Later in 2013, my former colleague Sophie Cole and I wrote another paper on how Congress could build a more effective wall around the welfare state by denying all benefits to non‐citizens. That paper relied on some of the original empirical research by Ku and Bruen. Our ideas and others were eventually incorporated into an excellent bill introduced by Representative Grothman (R‑WI) in 2018.
Last year, we published another paper that updated Ku and Bruen’s work with some minor changes. We expanded their analysis to the rest of the welfare state and presented findings that removed the controls from their first study. We found that “[o]verall, immigrants are less likely to consume welfare benefits and, when they do, they generally consume a lower dollar value of benefits than native‐born Americans.”

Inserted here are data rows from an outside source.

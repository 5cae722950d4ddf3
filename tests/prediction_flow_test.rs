use campaign_predictor::core::aligner::align;
use campaign_predictor::core::csv_codec::parse_records;
use campaign_predictor::core::{CampaignOutcome, ConfigProvider, ModelArtifact};
use campaign_predictor::{
    BatchPipeline, CampaignForm, LinearModelArtifact, LocalStorage, ManualPipeline, PredictionEngine,
    PredictionService, PredictorError,
};
use serde_json::Value;
use std::path::{Path, PathBuf};
use std::sync::Arc;
use tempfile::TempDir;

struct TestConfig {
    output_path: String,
    formats: Vec<String>,
}

impl ConfigProvider for TestConfig {
    fn model_path(&self) -> &str {
        "models/campaign_event_model.json"
    }

    fn output_path(&self) -> &str {
        &self.output_path
    }

    fn output_formats(&self) -> &[String] {
        &self.formats
    }
}

fn model_path() -> PathBuf {
    Path::new(env!("CARGO_MANIFEST_DIR")).join("models/campaign_event_model.json")
}

fn load_model() -> Arc<LinearModelArtifact> {
    Arc::new(LinearModelArtifact::load(model_path()).unwrap())
}

fn batch_pipeline(
    dir: &TempDir,
    upload: &str,
    formats: &[&str],
) -> BatchPipeline<LocalStorage, TestConfig> {
    std::fs::write(dir.path().join("upload.csv"), upload).unwrap();
    let storage = LocalStorage::new(dir.path().to_str().unwrap());
    let config = TestConfig {
        output_path: "output".to_string(),
        formats: formats.iter().map(|f| f.to_string()).collect(),
    };
    BatchPipeline::new(storage, config, PredictionService::new(load_model()), "upload.csv")
}

#[test]
fn test_shipped_model_exposes_eight_column_schema() {
    let model = load_model();
    let schema = model.expected_schema().unwrap();
    assert_eq!(schema.len(), 8);
    assert_eq!(schema.columns()[0], "target_gender");
    assert_eq!(schema.columns()[7], "time_of_day");
}

#[tokio::test]
async fn test_partial_upload_is_padded_and_predicted() {
    let model = load_model();
    let records = parse_records(b"duration_days,total_budget\n10,5000\n60,100000\n").unwrap();

    let aligned = align(records.clone(), model.expected_schema());
    assert_eq!(aligned.columns.len(), 8);
    for row in aligned.iter() {
        assert_eq!(row.len(), 8);
        assert_eq!(row.data.values().filter(|v| v.is_null()).count(), 6);
    }

    let service = PredictionService::new(model);
    let results = service.predict_batch(records).unwrap();
    assert_eq!(results.len(), 2);
    assert!(CampaignOutcome::ALL.contains(&results[0].label));
    assert_eq!(results[1].label, CampaignOutcome::Conversion);
}

#[tokio::test]
async fn test_manual_form_yields_single_valid_prediction() {
    let form = CampaignForm {
        target_gender: "Male".to_string(),
        target_age_group: "18-24".to_string(),
        target_interests: "Fashion".to_string(),
        duration_days: 10,
        total_budget: 5000,
        ad_platform: "Facebook".to_string(),
        ad_type: "Video".to_string(),
        time_of_day: "Morning".to_string(),
    };
    let engine = PredictionEngine::new(ManualPipeline::new(form, PredictionService::new(load_model())));

    let report = engine.run().await.unwrap();

    assert_eq!(report.batch.len(), 1);
    assert!(report.output_path.is_none());
    let result = &report.batch.predictions[0];
    assert!(CampaignOutcome::ALL.contains(&result.label));
    let total: f64 = result.probabilities.iter().sum();
    assert!((total - 1.0).abs() < 1e-6);
}

#[tokio::test]
async fn test_empty_upload_stops_before_export() {
    let dir = TempDir::new().unwrap();
    let pipeline = batch_pipeline(&dir, "duration_days,total_budget\n", &["csv"]);

    let err = PredictionEngine::new(pipeline).run().await.unwrap_err();

    assert!(matches!(err, PredictorError::EmptyInput));
    assert!(!dir.path().join("output").join("predictions.csv").exists());
}

#[tokio::test]
async fn test_export_appends_predicted_outcome_column() {
    let dir = TempDir::new().unwrap();
    let upload =
        std::fs::read_to_string(Path::new(env!("CARGO_MANIFEST_DIR")).join("data/campaigns.csv"))
            .unwrap();
    let pipeline = batch_pipeline(&dir, &upload, &["csv", "json"]);

    let report = PredictionEngine::new(pipeline).run().await.unwrap();
    assert_eq!(report.batch.len(), 3);

    let exported = std::fs::read(dir.path().join("output").join("predictions.csv")).unwrap();
    let text = String::from_utf8(exported).expect("export is UTF-8");
    let mut reader = csv::Reader::from_reader(text.as_bytes());

    let headers: Vec<String> = reader.headers().unwrap().iter().map(str::to_string).collect();
    let original: Vec<&str> = upload.lines().next().unwrap().split(',').collect();
    assert_eq!(headers.len(), original.len() + 1);
    assert_eq!(&headers[..original.len()], original.as_slice());
    assert_eq!(headers.last().unwrap(), "Predicted Outcome");

    let rows: Vec<csv::StringRecord> = reader.records().map(|r| r.unwrap()).collect();
    assert_eq!(rows.len(), 3);
    for (row, prediction) in rows.iter().zip(&report.batch.predictions) {
        assert_eq!(&row[headers.len() - 1], prediction.label.as_str());
    }
    assert_eq!(&rows[0][0], "C-001");

    let json: Value =
        serde_json::from_slice(&std::fs::read(dir.path().join("output").join("predictions.json")).unwrap()).unwrap();
    assert_eq!(json["rows"], 3);
    assert_eq!(json["model"], "campaign_event_model");
}

#[tokio::test]
async fn test_schema_less_model_rejects_mismatched_columns() {
    let mut spec: Value = serde_json::from_slice(&std::fs::read(model_path()).unwrap()).unwrap();
    spec.as_object_mut().unwrap().remove("feature_names");
    let legacy = LinearModelArtifact::from_json_str(&spec.to_string()).unwrap();
    assert!(legacy.expected_schema().is_none());

    let service = PredictionService::new(Arc::new(legacy));
    let records = parse_records(b"duration_days,total_budget\n10,5000\n").unwrap();

    let err = service.predict_batch(records).unwrap_err();
    match err {
        PredictorError::SchemaMismatch { reason } => assert!(reason.contains("expecting 8 features")),
        other => panic!("unexpected error: {other:?}"),
    }
}

#[test]
fn test_na_cells_are_treated_as_missing() {
    let service = PredictionService::new(load_model());
    let records = parse_records(b"duration_days,total_budget,ad_type\nNaN,5000,N/A\n").unwrap();

    let results = service.predict_batch(records).unwrap();

    assert_eq!(results.len(), 1);
    let total: f64 = results[0].probabilities.iter().sum();
    assert!((total - 1.0).abs() < 1e-6);
}

#[tokio::test]
async fn test_malformed_upload_is_reported_before_prediction() {
    let dir = TempDir::new().unwrap();
    let pipeline = batch_pipeline(&dir, "duration_days,total_budget\n10\n", &["csv"]);

    let err = PredictionEngine::new(pipeline).run().await.unwrap_err();
    assert!(matches!(err, PredictorError::MalformedUpload { .. }));
}

#[test]
fn test_missing_model_is_artifact_load_failure() {
    let err = LinearModelArtifact::load("models/nope.json").unwrap_err();
    assert!(matches!(err, PredictorError::ArtifactLoadFailure { .. }));
}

Each time we’ve published these papers, Steven Camarota or others have criticized them in print. I’ve also criticized their work when they publish their immigrant welfare cost estimates. Here are just some of the exchanges. The most substantive outstanding methodological disagreement that remains between us was whether to count the welfare benefits used by individuals only or to include the welfare consumed by anybody in an immigrant‐headed household too.
We’ve long thought that counting individual‐level welfare consumption was the best method as welfare consumed by native‐born American spouses and children is not welfare consumed by immigrants. Controlling for the unit receiving the welfare benefit is required to make apples‐to‐apples comparisons between native and immigrant welfare use. Since households vary in size and many contain immigrants living with natives, looking at individuals is the best way to control for that. Furthermore, a person’s eligibility for welfare and for determining the value of most welfare programs depends upon the applicant’s individual circumstances.

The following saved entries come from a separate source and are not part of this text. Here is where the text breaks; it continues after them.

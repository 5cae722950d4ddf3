use crate::core::csv_codec::{outcome_layout, outcome_row};
use crate::core::{PredictionResult, ScoredBatch};
use colored::Colorize;
use tabled::{builder::Builder, settings::Style};

const BAR_WIDTH: usize = 40;
const TABLE_PREVIEW_ROWS: usize = 20;

/// 機率長條圖，每個標籤一列
pub fn probability_chart(result: &PredictionResult) -> String {
    result
        .distribution()
        .map(|(label, p)| {
            let filled = (p * BAR_WIDTH as f64).round() as usize;
            format!(
                "{:<11} {:<width$} {:>6.2}%",
                label.as_str(),
                "█".repeat(filled.min(BAR_WIDTH)),
                p * 100.0,
                width = BAR_WIDTH
            )
        })
        .collect::<Vec<_>>()
        .join("\n")
}

pub fn single_prediction(result: &PredictionResult) -> String {
    format!(
        "🎯 Predicted Outcome: {}\n\n{}",
        result.label.as_str().green().bold(),
        probability_chart(result)
    )
}

/// Rounded table of the scored rows, outcome column as in the CSV export.
pub fn batch_table(batch: &ScoredBatch) -> String {
    let (header, outcome_index) = outcome_layout(&batch.records.columns);

    let mut builder = Builder::default();
    builder.push_record(header.clone());
    for (record, prediction) in batch.rows().take(TABLE_PREVIEW_ROWS) {
        builder.push_record(outcome_row(&header, outcome_index, record, prediction));
    }

    let mut table = builder.build();
    table.with(Style::rounded());
    let mut rendered = table.to_string();

    if batch.len() > TABLE_PREVIEW_ROWS {
        rendered.push_str(&format!("\n... {} more rows", batch.len() - TABLE_PREVIEW_ROWS));
    }
    rendered
}

#[cfg(test)]
mod tests {
    use super::*;
    use crate::core::{CampaignOutcome, Record, RecordSet};

    #[test]
    fn test_chart_has_one_line_per_label() {
        let result = PredictionResult {
            label: CampaignOutcome::Awareness,
            probabilities: [0.5, 0.25, 0.25],
        };
        let chart = probability_chart(&result);
        let lines: Vec<_> = chart.lines().collect();

        assert_eq!(lines.len(), 3);
        assert!(lines[0].starts_with("Awareness"));
        assert!(lines[0].contains("50.00%"));
        assert_eq!(lines[0].matches('█').count(), 20);
        assert!(lines[2].starts_with("Conversion"));
    }

    fn engagement_batch(record: Record) -> ScoredBatch {
        ScoredBatch {
            records: RecordSet::single(record),
            predictions: vec![PredictionResult {
                label: CampaignOutcome::Engagement,
                probabilities: [0.2, 0.6, 0.2],
            }],
        }
    }

    #[test]
    fn test_batch_table_appends_outcome() {
        let table = batch_table(&engagement_batch(Record::new().with("duration_days", 10)));
        let lines: Vec<_> = table.lines().collect();

        assert!(lines[0].starts_with('╭'));
        assert!(lines[1].contains("duration_days") && lines[1].contains("Predicted Outcome"));
        assert!(lines[3].contains("10") && lines[3].contains("Engagement"));
        assert!(lines.last().unwrap().starts_with('╰'));
    }

    #[test]
    fn test_batch_table_reuses_existing_outcome_column() {
        let table = batch_table(&engagement_batch(
            Record::new().with("Predicted Outcome", "old").with("duration_days", 5),
        ));

        assert_eq!(table.matches("Predicted Outcome").count(), 1);
        assert!(table.contains("Engagement"));
        assert!(!table.contains("old"));
    }
}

Camarota and CIS have long argued that the welfare consumed by an immigrant‐headed household is the appropriate measure, even if that includes welfare consumed by some native‐born spouses and children. Camarota argues that some of that welfare spending only occurred because of the immigrant being present here. This methodological choice matters quite a bit in the final analysis, with household measures reporting a higher welfare use rate and dollar value of consumed benefits while individual‐level assessments generally find lower levels of benefit consumption.
The new public charge rule produced by President Trump’s Department of Homeland Security (DHS) sides with Cato on this dispute for the purposes of estimating future immigrant welfare use and for tallying past usage. Here is just one example of what DHS wrote:
This final rule also clarifies that DHS will only consider public benefits received
directly by the alien for the alien’s own benefit, or where the alien is a listed beneficiary
of the public benefit. DHS will not consider public benefits received on behalf of
another. DHS also will not attribute receipt of a public benefit by one or more members
of the alien’s household to the alien unless the alien is also a listed beneficiary of the
This isn’t a surprise as academics measure welfare use on the individual level and DHS counts welfare use by looking at individual’s immigration statuses, not by the fanciful “immigrant‐headed” method which is probably statistically meaningless. However, it is nice to have President Trump’s DHS side with Cato’s methodological choices in evaluating immigrant welfare use. I look forward to CIS changing its methods in future iterations of its immigrant welfare research.